The Alexandrian

Uplink - Introversion

Speaking of the virtues of strategic gaming, the Humble Bundle program is offering up a suite of Introversion games including Uplink, which is one of the most immersive computer games ever made (and which achieves that immersion by anachronistically eliminating save games and enforcing real-time strategy-based play).

For those unfamiliar with the Humble Bundle program, they put together packages of indie games which you can then buy by naming your own price. Not only can you name your own price, but a chunk of the money you pay is donated to charity. (And you get to specify exactly how much goes to charity and how much goes to the game designers.)

For those unfamiliar with Uplink, you assume the role of a computer hacker accepting jobs from anonymous clients to break into data systems around the globe. And when I say “assume the role”, I really mean it: The game takes the form of a client interface. The actual hacking is takes the form of fictional “awesome hacking”, but everything about the experience makes it feel like something you’re really doing and not just playing.

In addition to the extraordinary Uplink, the bundle also includes Defcon, Darwinia, Multiwinia, Crayon Physics, and Aquaria. (The last two games are bonuses and were not designed by Introversion.) Really, you can’t go wrong here. (Particularly since you can name your own price.)

Check it out.

The Bard's TaleI am going to quote something at length from the CRPG Addict because I think it’s important:

The problem [in The Bard’s Tale] is, it costs a lot to resurrect a dead character, especially a high-level dead character. Resurrecting six dead characters cost way more than I had at this point. I had to create a dummy character just to exit the Guild. I was able to resurrect one character immediately, but to get the other five, I had to build up my savings. It took a good three hours before they were all happy and healthy again.

It sounds horrible, especially to modern gamers, but I actually really, really like this aspect of The Bard’s Tale. Death isn’t a game-killer the way it is in Wizardry, but boy does it have consequences. Since you can only save in the Guild of Adventurers, every dungeon foray is a risk, creating a palpable tension as you wander your way through the passages. And every once in a while, you stumble into an encounter like this one (there were actually two more on this same level, with a dragon and a high-powered wizard) that makes your stomach drop and an expletive escape your lips.

Modern games make it far too easy. In something like Baldur’s Gate, you would save every five or ten minutes. If you stumble on to a soul sucker, you might treat the first battle against him like a test run. If your characters die–or, heck, even just lose more hit points than you want to spare–no problem. Just reload and run the encounter again with the experience at your back…

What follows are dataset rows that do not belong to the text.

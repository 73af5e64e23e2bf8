//! File-backed step store.
//!
//! Directory layout:
//!
//! ```text
//! <store_path>/
//! ├─ LOCK                 # Advisory lock for single-process access
//! └─ <hex(doc id)>.log    # One JSON record per line: {"step": ..., "origin": ...}
//! ```
//!
//! A document's file is created by its first commit. Each commit writes all
//! of its lines and syncs before the in-memory view is updated; if any write
//! fails, the file is truncated back to its previous length so a partial
//! batch is never visible. A torn trailing line (crash mid-write) is dropped
//! the next time the document is loaded.

use crate::backend::StepStore;
use crate::error::{StoreError, StoreResult};
use crate::log::{CommitOutcome, CommittedStep, DocumentLog, StepLog};
use fs2::FileExt;
use parking_lot::{Mutex, RwLock};
use std::collections::HashMap;
use std::fmt::Write as _;
use std::fs::{self, File, OpenOptions};
use std::io::{Read, Seek, SeekFrom, Write};
use std::path::{Path, PathBuf};
use std::sync::Arc;
use stepsync_protocol::{DocId, SessionId, Step};
use tracing::{debug, warn};

const LOCK_FILE: &str = "LOCK";
const LOG_EXTENSION: &str = "log";

/// One loaded document.
#[derive(Debug)]
struct FileDocument {
    path: PathBuf,
    /// Open handle, present once the file exists.
    file: Option<File>,
    /// Length of the file in bytes (all complete lines).
    len: u64,
    log: DocumentLog,
}

impl FileDocument {
    fn load(path: PathBuf) -> StoreResult<Self> {
        if !path.exists() {
            return Ok(Self {
                path,
                file: None,
                len: 0,
                log: DocumentLog::new(),
            });
        }

        let mut file = OpenOptions::new().read(true).write(true).open(&path)?;
        let mut contents = Vec::new();
        file.read_to_end(&mut contents)?;

        let complete = contents
            .iter()
            .rposition(|&b| b == b'\n')
            .map_or(0, |i| i + 1);
        if complete < contents.len() {
            warn!(
                path = %path.display(),
                dropped = contents.len() - complete,
                "dropping torn trailing record"
            );
            file.set_len(complete as u64)?;
            file.sync_data()?;
        }

        let mut entries = Vec::new();
        for (index, line) in contents[..complete]
            .split(|&b| b == b'\n')
            .filter(|line| !line.is_empty())
            .enumerate()
        {
            let entry: CommittedStep = serde_json::from_slice(line).map_err(|e| {
                StoreError::Corrupted(format!("{}: record {index}: {e}", path.display()))
            })?;
            entries.push(entry);
        }

        Ok(Self {
            path,
            file: Some(file),
            len: complete as u64,
            log: DocumentLog::from_entries(entries),
        })
    }

    fn handle(&mut self) -> StoreResult<&mut File> {
        match self.file {
            Some(ref mut file) => Ok(file),
            None => {
                let file = OpenOptions::new()
                    .read(true)
                    .write(true)
                    .create(true)
                    .truncate(false)
                    .open(&self.path)?;
                Ok(self.file.insert(file))
            }
        }
    }

    /// Writes `bytes` at the end of the file and syncs, undoing the write on
    /// failure.
    fn write_durably(&mut self, bytes: &[u8]) -> StoreResult<()> {
        let len = self.len;
        let file = self.handle()?;
        let result = file
            .seek(SeekFrom::Start(len))
            .and_then(|_| file.write_all(bytes))
            .and_then(|_| file.sync_data());
        if let Err(e) = result {
            if let Err(undo) = file.set_len(len) {
                warn!(error = %undo, "failed to roll back partial write");
            }
            return Err(StoreError::unavailable(format!("write failed: {e}")));
        }
        self.len += bytes.len() as u64;
        Ok(())
    }

    fn commit(
        &mut self,
        expected: u64,
        steps: Vec<Step>,
        origins: Vec<SessionId>,
    ) -> StoreResult<CommitOutcome> {
        if let Some(tail) = self.log.check(expected, &steps, &origins)? {
            return Ok(CommitOutcome::Conflict(tail));
        }
        if steps.is_empty() {
            return Ok(CommitOutcome::Committed {
                version: self.log.version(),
            });
        }

        let mut buffer = Vec::new();
        for (step, origin) in steps.iter().zip(&origins) {
            let record = CommittedStep {
                step: step.clone(),
                origin: origin.clone(),
            };
            serde_json::to_writer(&mut buffer, &record)
                .map_err(|e| StoreError::unavailable(format!("encode failed: {e}")))?;
            buffer.push(b'\n');
        }
        self.write_durably(&buffer)?;

        let version = self.log.append(steps, origins);
        Ok(CommitOutcome::Committed { version })
    }

    fn reset(&mut self) -> StoreResult<()> {
        if let Some(file) = self.file.as_mut() {
            file.set_len(0)?;
            file.sync_data()?;
        }
        self.len = 0;
        self.log.clear();
        Ok(())
    }
}

/// A step store persisting each document as a JSON-lines file.
///
/// # Thread Safety
///
/// The store holds an exclusive advisory lock on its directory, so only one
/// process may open it at a time. Within the process each document has its
/// own lock.
///
/// # Example
///
/// ```no_run
/// use stepsync_protocol::DocId;
/// use stepsync_store::{FileStepStore, StepStore};
/// use std::path::Path;
///
/// let store = FileStepStore::open(Path::new("collab-data")).unwrap();
/// let version = store.version(&DocId::new("doc1").unwrap()).unwrap();
/// ```
#[derive(Debug)]
pub struct FileStepStore {
    path: PathBuf,
    _lock_file: File,
    docs: Mutex<HashMap<DocId, Arc<RwLock<FileDocument>>>>,
}

impl FileStepStore {
    /// Opens or creates a store directory.
    ///
    /// # Errors
    ///
    /// - `Locked` if another process holds the directory
    /// - `Io` if the directory cannot be created or the lock file opened
    pub fn open(path: &Path) -> StoreResult<Self> {
        fs::create_dir_all(path)?;

        let lock_file = OpenOptions::new()
            .read(true)
            .write(true)
            .create(true)
            .truncate(false)
            .open(path.join(LOCK_FILE))?;
        if lock_file.try_lock_exclusive().is_err() {
            return Err(StoreError::Locked);
        }

        debug!(path = %path.display(), "opened step store");
        Ok(Self {
            path: path.to_path_buf(),
            _lock_file: lock_file,
            docs: Mutex::new(HashMap::new()),
        })
    }

    /// Returns the store directory.
    #[must_use]
    pub fn path(&self) -> &Path {
        &self.path
    }

    /// Path of the log file backing `doc`.
    #[must_use]
    pub fn document_path(&self, doc: &DocId) -> PathBuf {
        let mut name = String::with_capacity(doc.as_str().len() * 2 + 4);
        for byte in doc.as_str().bytes() {
            let _ = write!(name, "{byte:02x}");
        }
        self.path.join(name).with_extension(LOG_EXTENSION)
    }

    /// Lists the documents that have a log file.
    ///
    /// # Errors
    ///
    /// Returns an error if the directory cannot be read.
    pub fn documents(&self) -> StoreResult<Vec<DocId>> {
        let mut ids = Vec::new();
        for entry in fs::read_dir(&self.path)? {
            let path = entry?.path();
            if path.extension().and_then(|e| e.to_str()) != Some(LOG_EXTENSION) {
                continue;
            }
            let Some(stem) = path.file_stem().and_then(|s| s.to_str()) else {
                continue;
            };
            if let Some(id) = decode_hex(stem).and_then(|raw| DocId::new(raw).ok()) {
                ids.push(id);
            }
        }
        ids.sort();
        Ok(ids)
    }

    fn document(&self, doc: &DocId) -> StoreResult<Arc<RwLock<FileDocument>>> {
        let mut docs = self.docs.lock();
        if let Some(loaded) = docs.get(doc) {
            return Ok(Arc::clone(loaded));
        }
        let loaded = Arc::new(RwLock::new(FileDocument::load(self.document_path(doc))?));
        docs.insert(doc.clone(), Arc::clone(&loaded));
        Ok(loaded)
    }
}

fn decode_hex(text: &str) -> Option<String> {
    if text.len() % 2 != 0 {
        return None;
    }
    let bytes = (0..text.len())
        .step_by(2)
        .map(|i| u8::from_str_radix(text.get(i..i + 2)?, 16).ok())
        .collect::<Option<Vec<u8>>>()?;
    String::from_utf8(bytes).ok()
}

impl StepStore for FileStepStore {
    fn read(&self, doc: &DocId, since: u64) -> StoreResult<StepLog> {
        let document = self.document(doc)?;
        let document = document.read();
        document.log.read(since)
    }

    fn commit_if_version_matches(
        &self,
        doc: &DocId,
        expected: u64,
        steps: Vec<Step>,
        origins: Vec<SessionId>,
    ) -> StoreResult<CommitOutcome> {
        let document = self.document(doc)?;
        let mut document = document.write();
        let count = steps.len();
        let outcome = document.commit(expected, steps, origins)?;
        if let CommitOutcome::Committed { version } = &outcome {
            debug!(%doc, count, version, "persisted steps");
        }
        Ok(outcome)
    }

    fn reset(&self, doc: &DocId) -> StoreResult<()> {
        let document = self.document(doc)?;
        document.write().reset()?;
        debug!(%doc, "document reset");
        Ok(())
    }

    fn version(&self, doc: &DocId) -> StoreResult<u64> {
        let document = self.document(doc)?;
        let version = document.read().log.version();
        Ok(version)
    }
}

#[cfg(test)]
mod tests {
    use super::*;
    use serde_json::json;
    use tempfile::tempdir;

    fn doc(id: &str) -> DocId {
        DocId::new(id).unwrap()
    }

    fn step(n: u64) -> Step {
        Step::new(json!({ "n": n }))
    }

    fn origins(name: &str, n: usize) -> Vec<SessionId> {
        vec![SessionId::new(name); n]
    }

    #[test]
    fn read_does_not_create_file() {
        let dir = tempdir().unwrap();
        let store = FileStepStore::open(dir.path()).unwrap();
        assert_eq!(store.read(&doc("doc1"), 0).unwrap().version, 0);
        assert!(!store.document_path(&doc("doc1")).exists());
    }

    #[test]
    fn commits_survive_reopen() {
        let dir = tempdir().unwrap();
        {
            let store = FileStepStore::open(dir.path()).unwrap();
            store
                .commit_if_version_matches(&doc("doc1"), 0, vec![step(1), step(2)], origins("a", 2))
                .unwrap();
            store
                .commit_if_version_matches(&doc("doc1"), 2, vec![step(3)], origins("b", 1))
                .unwrap();
        }

        let store = FileStepStore::open(dir.path()).unwrap();
        let log = store.read(&doc("doc1"), 0).unwrap();
        assert_eq!(log.version, 3);
        assert_eq!(log.steps, vec![step(1), step(2), step(3)]);
        assert_eq!(
            log.origin_ids,
            vec![SessionId::new("a"), SessionId::new("a"), SessionId::new("b")]
        );
    }

    #[test]
    fn second_open_is_locked() {
        let dir = tempdir().unwrap();
        let _first = FileStepStore::open(dir.path()).unwrap();
        assert!(matches!(
            FileStepStore::open(dir.path()),
            Err(StoreError::Locked)
        ));
    }

    #[test]
    fn rejected_commit_leaves_file_bytes_identical() {
        let dir = tempdir().unwrap();
        let store = FileStepStore::open(dir.path()).unwrap();
        store
            .commit_if_version_matches(&doc("doc1"), 0, vec![step(1)], origins("a", 1))
            .unwrap();
        let path = store.document_path(&doc("doc1"));
        let before = fs::read(&path).unwrap();

        let outcome = store
            .commit_if_version_matches(&doc("doc1"), 0, vec![step(2)], origins("b", 1))
            .unwrap();
        assert!(matches!(outcome, CommitOutcome::Conflict(_)));
        assert_eq!(fs::read(&path).unwrap(), before);
    }

    #[test]
    fn torn_trailing_record_is_dropped() {
        let dir = tempdir().unwrap();
        let path = {
            let store = FileStepStore::open(dir.path()).unwrap();
            store
                .commit_if_version_matches(&doc("doc1"), 0, vec![step(1)], origins("a", 1))
                .unwrap();
            store.document_path(&doc("doc1"))
        };
        let intact = fs::read(&path).unwrap();
        let mut file = OpenOptions::new().append(true).open(&path).unwrap();
        file.write_all(br#"{"step":{"n":2},"orig"#).unwrap();
        drop(file);

        let store = FileStepStore::open(dir.path()).unwrap();
        assert_eq!(store.version(&doc("doc1")).unwrap(), 1);
        assert_eq!(fs::read(&path).unwrap(), intact);

        let outcome = store
            .commit_if_version_matches(&doc("doc1"), 1, vec![step(2)], origins("a", 1))
            .unwrap();
        assert_eq!(outcome, CommitOutcome::Committed { version: 2 });
    }

    #[test]
    fn corrupted_record_is_reported() {
        let dir = tempdir().unwrap();
        let path = {
            let store = FileStepStore::open(dir.path()).unwrap();
            store.document_path(&doc("doc1"))
        };
        fs::write(&path, b"not json\n").unwrap();

        let store = FileStepStore::open(dir.path()).unwrap();
        let err = store.read(&doc("doc1"), 0).unwrap_err();
        assert!(matches!(err, StoreError::Corrupted(_)));
        assert!(err.is_unavailable());
    }

    #[test]
    fn reset_truncates_file() {
        let dir = tempdir().unwrap();
        let store = FileStepStore::open(dir.path()).unwrap();
        store
            .commit_if_version_matches(&doc("doc1"), 0, vec![step(1)], origins("a", 1))
            .unwrap();
        store.reset(&doc("doc1")).unwrap();
        store.reset(&doc("doc1")).unwrap();

        assert_eq!(store.version(&doc("doc1")).unwrap(), 0);
        assert_eq!(fs::metadata(store.document_path(&doc("doc1"))).unwrap().len(), 0);
    }

    #[test]
    fn lists_documents() {
        let dir = tempdir().unwrap();
        let store = FileStepStore::open(dir.path()).unwrap();
        for id in ["beta", "alpha.v2"] {
            store
                .commit_if_version_matches(&doc(id), 0, vec![step(1)], origins("a", 1))
                .unwrap();
        }
        assert_eq!(store.documents().unwrap(), vec![doc("alpha.v2"), doc("beta")]);
    }
}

Because of the frequent save points, modern games depend on the difficulty of individual battles to make the games challenging. In The Bard’s Tale, Wizardry, and other games of the era I’m playing, there are plenty of difficult individual battles, but it’s the totality of the expedition that brings the difficulty. You must constantly strategize. How much gold do I need to get from this encounter to make the “trap zap” spell worthwhile? What should I set as my bottom hit point threshold before I return to the surface? Do I want to expend 15 spell points on this group of wights, or take the risk that they’ll turn me into a crippling old man with one touch? I’ve only got 15 squares left to map on this level, but my characters only have 1/2 their hit points. Should I press on or go back?

Exhilarating. Fortunately, I have a lot of games like this left to play.

In computer games, this is a trend which extends beyond CRPGs. In FPS games, for example, Halo ushered in the era of rechargeable shields/stamina and ending an era in which players shepherded health packs and treated entire missions as strategic challenges (instead of a string of tactical encounters).

If this sounds familiar, it should. Tabletop RPGs have been embracing the same trends, starting with a My Precious Encounter(TM) design ethos for published adventures and then hard-coding that design ethos into the game system.

Allow me to emphasize this one last time with two key pull quotes:

Modern games depend on the difficulty of individual battles to make the games challenging.

In [older games] there are plenty of difficult individual battles, but it’s the totality of the expedition that brings the difficulty.

Obviously this is a design ethos which has been most strongly championed by WotC in the 4th Edition of D&D (and then pushed even farther in D&D Gamma World). But it can be seen cropping up in a lot of places.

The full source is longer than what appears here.